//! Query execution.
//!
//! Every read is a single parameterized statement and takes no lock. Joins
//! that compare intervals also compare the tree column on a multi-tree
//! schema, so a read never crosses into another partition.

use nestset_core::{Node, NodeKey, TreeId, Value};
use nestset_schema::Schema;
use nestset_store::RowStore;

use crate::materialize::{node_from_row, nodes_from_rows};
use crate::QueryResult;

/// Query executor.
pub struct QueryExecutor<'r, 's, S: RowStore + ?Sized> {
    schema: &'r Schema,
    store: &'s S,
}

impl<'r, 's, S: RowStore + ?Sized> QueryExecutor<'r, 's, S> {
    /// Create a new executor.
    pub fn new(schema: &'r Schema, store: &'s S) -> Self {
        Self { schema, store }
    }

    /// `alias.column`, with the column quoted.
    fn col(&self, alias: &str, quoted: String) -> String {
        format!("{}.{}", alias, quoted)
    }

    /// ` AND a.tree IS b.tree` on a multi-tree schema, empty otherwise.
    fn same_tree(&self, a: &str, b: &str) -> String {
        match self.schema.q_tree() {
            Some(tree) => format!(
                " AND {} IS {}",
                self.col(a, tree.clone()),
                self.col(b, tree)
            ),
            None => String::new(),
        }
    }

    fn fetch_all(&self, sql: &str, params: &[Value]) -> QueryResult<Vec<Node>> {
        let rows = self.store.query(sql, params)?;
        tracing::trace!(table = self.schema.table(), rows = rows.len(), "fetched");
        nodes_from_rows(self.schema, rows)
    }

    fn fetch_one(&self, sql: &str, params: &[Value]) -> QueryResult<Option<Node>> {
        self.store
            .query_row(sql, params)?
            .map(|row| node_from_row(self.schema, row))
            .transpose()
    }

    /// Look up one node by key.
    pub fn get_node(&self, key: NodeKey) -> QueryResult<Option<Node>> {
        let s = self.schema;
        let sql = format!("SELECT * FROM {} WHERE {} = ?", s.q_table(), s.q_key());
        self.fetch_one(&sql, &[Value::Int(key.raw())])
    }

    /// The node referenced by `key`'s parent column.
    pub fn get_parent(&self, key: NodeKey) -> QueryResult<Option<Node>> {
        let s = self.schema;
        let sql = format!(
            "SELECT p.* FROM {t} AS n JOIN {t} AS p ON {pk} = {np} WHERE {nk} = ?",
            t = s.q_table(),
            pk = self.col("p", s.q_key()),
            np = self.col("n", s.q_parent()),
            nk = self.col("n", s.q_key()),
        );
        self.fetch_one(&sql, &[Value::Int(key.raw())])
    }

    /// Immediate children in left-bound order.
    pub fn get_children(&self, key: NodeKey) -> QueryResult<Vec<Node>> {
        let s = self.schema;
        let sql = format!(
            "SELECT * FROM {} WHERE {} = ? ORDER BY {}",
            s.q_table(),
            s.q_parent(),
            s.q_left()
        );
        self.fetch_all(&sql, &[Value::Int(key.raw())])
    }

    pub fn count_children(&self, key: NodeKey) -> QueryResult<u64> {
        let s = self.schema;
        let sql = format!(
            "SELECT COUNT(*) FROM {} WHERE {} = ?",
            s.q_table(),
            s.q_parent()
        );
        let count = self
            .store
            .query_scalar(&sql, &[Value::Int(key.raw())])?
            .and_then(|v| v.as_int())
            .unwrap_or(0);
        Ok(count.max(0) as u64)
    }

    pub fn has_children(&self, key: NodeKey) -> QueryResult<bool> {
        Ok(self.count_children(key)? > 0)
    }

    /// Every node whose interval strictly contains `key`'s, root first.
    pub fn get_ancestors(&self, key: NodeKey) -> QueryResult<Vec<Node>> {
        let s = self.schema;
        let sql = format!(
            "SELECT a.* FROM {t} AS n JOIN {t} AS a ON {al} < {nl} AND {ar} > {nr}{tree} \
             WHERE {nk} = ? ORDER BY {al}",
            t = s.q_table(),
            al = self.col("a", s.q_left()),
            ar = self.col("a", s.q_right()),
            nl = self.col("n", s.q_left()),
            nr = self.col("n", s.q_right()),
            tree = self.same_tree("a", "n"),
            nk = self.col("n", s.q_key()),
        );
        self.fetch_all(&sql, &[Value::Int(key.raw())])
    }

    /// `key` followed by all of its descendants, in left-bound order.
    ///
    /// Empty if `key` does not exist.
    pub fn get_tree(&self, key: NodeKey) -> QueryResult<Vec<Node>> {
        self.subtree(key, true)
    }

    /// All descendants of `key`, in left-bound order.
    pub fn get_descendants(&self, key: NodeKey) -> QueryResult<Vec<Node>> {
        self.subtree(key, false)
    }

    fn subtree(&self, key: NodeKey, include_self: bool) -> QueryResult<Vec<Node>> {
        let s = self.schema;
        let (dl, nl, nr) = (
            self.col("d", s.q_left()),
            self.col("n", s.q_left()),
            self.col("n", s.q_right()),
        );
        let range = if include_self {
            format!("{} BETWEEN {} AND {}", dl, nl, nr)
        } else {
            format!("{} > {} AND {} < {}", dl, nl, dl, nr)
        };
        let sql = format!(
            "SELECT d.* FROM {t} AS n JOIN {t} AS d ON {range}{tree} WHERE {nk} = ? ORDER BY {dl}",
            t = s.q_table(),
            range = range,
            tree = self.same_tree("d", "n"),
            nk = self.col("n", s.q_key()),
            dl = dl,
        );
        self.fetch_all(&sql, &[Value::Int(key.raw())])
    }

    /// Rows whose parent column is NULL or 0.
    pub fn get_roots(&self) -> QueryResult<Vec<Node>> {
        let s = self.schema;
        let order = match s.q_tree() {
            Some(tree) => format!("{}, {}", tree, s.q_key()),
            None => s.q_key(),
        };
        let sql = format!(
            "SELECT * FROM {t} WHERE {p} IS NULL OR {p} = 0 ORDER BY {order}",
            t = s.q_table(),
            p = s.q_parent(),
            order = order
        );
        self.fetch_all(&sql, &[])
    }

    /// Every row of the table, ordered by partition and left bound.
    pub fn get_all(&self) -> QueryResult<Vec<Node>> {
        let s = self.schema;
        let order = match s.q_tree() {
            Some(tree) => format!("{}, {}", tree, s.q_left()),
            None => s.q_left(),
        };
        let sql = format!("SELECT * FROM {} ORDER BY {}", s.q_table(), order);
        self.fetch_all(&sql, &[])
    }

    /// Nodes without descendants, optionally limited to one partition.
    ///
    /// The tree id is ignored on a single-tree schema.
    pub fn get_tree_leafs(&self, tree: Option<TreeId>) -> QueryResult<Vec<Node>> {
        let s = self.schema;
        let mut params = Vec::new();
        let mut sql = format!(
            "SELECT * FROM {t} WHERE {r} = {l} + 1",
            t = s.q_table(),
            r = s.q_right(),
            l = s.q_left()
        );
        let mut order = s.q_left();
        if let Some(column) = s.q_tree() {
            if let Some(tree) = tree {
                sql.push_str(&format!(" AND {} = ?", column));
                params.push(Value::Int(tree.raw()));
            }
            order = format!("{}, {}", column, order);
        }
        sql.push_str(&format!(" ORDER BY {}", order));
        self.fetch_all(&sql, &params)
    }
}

--- --- ---

Task details »
Extract exactly and only the lines above from the line containing "Every node whose" through the line containing "pub fn get_descendants(&self, key: NodeKey)", both end lines included.

Solution below »
    /// Every node whose interval strictly contains `key`'s, root first.
    pub fn get_ancestors(&self, key: NodeKey) -> QueryResult<Vec<Node>> {
        let s = self.schema;
        let sql = format!(
            "SELECT a.* FROM {t} AS n JOIN {t} AS a ON {al} < {nl} AND {ar} > {nr}{tree} \
             WHERE {nk} = ? ORDER BY {al}",
            t = s.q_table(),
            al = self.col("a", s.q_left()),
            ar = self.col("a", s.q_right()),
            nl = self.col("n", s.q_left()),
            nr = self.col("n", s.q_right()),
            tree = self.same_tree("a", "n"),
            nk = self.col("n", s.q_key()),
        );
        self.fetch_all(&sql, &[Value::Int(key.raw())])
    }

    /// `key` followed by all of its descendants, in left-bound order.
    ///
    /// Empty if `key` does not exist.
    pub fn get_tree(&self, key: NodeKey) -> QueryResult<Vec<Node>> {
        self.subtree(key, true)
    }

    /// All descendants of `key`, in left-bound order.
    pub fn get_descendants(&self, key: NodeKey) -> QueryResult<Vec<Node>> {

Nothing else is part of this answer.